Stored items
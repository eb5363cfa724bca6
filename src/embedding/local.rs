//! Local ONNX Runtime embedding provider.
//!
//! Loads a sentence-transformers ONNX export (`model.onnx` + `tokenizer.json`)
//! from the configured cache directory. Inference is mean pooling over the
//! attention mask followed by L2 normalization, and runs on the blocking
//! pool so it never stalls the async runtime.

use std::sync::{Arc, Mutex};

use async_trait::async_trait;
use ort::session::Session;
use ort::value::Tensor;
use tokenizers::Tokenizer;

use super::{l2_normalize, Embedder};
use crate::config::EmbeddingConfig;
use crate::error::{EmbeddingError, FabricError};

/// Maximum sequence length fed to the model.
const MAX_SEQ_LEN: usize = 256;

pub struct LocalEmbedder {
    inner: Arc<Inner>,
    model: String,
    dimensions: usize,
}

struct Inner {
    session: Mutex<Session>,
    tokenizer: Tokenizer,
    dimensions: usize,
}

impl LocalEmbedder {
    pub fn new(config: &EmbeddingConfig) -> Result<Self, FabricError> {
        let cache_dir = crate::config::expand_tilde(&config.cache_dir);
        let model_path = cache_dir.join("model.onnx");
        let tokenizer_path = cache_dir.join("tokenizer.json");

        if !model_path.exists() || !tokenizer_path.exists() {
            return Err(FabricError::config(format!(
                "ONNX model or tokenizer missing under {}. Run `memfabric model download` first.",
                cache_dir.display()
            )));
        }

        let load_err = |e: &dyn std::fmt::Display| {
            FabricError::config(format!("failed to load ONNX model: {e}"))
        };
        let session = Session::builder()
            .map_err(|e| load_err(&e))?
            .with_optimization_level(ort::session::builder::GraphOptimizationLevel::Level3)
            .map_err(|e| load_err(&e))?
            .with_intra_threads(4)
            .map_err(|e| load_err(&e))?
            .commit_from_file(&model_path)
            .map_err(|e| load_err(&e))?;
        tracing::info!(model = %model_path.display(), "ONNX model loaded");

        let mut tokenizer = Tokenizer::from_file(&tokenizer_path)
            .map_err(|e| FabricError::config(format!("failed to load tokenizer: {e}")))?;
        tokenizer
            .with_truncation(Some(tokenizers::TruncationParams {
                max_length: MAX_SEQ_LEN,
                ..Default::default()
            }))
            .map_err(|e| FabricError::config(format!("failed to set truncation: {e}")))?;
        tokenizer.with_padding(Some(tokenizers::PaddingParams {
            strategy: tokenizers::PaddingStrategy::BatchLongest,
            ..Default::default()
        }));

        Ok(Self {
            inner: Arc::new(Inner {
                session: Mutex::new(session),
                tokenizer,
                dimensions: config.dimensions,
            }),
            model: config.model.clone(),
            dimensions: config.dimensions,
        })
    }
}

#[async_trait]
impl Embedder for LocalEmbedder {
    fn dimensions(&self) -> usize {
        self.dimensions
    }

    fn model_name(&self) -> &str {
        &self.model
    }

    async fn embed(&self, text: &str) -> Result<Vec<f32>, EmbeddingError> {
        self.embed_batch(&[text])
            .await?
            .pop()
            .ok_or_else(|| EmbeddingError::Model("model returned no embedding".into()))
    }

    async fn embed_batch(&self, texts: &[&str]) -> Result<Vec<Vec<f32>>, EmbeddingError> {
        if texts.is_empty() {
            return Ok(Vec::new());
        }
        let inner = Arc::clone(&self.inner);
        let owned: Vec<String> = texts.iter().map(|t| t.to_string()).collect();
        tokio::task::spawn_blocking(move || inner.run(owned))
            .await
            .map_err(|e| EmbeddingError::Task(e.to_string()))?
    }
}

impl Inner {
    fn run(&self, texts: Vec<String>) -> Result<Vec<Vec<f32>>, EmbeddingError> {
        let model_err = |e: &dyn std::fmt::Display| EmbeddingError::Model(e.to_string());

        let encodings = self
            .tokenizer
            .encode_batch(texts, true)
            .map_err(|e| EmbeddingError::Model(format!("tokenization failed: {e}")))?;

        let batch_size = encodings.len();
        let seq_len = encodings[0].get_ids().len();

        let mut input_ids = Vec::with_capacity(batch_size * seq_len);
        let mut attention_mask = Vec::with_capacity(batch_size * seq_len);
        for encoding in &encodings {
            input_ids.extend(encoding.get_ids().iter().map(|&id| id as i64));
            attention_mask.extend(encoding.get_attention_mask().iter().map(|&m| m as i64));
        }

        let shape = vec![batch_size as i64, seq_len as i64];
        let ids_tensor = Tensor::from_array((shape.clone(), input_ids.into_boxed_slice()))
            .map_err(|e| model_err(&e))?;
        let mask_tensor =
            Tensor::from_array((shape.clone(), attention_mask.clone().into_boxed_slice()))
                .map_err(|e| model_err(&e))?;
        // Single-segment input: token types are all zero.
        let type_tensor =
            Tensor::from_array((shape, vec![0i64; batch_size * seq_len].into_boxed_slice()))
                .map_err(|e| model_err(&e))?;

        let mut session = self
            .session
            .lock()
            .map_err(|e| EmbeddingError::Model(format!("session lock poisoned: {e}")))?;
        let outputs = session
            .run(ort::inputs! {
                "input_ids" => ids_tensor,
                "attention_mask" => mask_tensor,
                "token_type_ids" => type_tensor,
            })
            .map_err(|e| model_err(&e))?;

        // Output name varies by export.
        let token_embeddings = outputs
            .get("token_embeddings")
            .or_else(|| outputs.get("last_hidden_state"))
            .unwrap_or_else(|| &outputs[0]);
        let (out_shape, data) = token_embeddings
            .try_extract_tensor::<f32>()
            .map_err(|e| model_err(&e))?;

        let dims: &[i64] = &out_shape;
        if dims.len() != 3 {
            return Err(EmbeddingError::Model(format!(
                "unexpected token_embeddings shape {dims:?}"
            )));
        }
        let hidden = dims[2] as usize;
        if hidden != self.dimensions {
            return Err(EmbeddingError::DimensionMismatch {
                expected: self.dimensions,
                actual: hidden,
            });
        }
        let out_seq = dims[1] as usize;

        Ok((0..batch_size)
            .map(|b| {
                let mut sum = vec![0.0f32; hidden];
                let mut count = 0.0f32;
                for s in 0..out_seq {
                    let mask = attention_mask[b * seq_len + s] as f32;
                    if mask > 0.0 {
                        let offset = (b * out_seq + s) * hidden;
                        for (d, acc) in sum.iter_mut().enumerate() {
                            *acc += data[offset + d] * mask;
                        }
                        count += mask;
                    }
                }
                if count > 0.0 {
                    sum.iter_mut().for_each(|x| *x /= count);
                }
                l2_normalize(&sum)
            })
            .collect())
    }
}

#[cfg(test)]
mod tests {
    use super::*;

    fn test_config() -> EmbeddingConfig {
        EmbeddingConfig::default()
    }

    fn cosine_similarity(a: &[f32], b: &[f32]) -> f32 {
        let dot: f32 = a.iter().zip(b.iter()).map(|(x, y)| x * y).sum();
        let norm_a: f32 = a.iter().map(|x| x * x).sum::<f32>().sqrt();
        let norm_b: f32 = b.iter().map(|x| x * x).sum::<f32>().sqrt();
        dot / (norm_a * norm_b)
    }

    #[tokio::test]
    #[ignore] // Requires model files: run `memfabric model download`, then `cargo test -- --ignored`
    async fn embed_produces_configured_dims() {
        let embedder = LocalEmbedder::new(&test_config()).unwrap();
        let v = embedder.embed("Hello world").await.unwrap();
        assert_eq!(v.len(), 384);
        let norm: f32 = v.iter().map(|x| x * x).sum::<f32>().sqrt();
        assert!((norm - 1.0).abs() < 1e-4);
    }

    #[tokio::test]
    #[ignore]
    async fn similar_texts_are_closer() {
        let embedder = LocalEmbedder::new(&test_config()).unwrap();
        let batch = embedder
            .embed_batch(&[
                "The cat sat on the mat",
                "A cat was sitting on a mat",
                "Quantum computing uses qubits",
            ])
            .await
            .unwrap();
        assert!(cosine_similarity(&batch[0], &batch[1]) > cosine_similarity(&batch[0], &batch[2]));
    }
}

What the task requires: Would you copy out every line in the records that includes the string "struct"?

Response area:
pub struct LocalEmbedder {
struct Inner {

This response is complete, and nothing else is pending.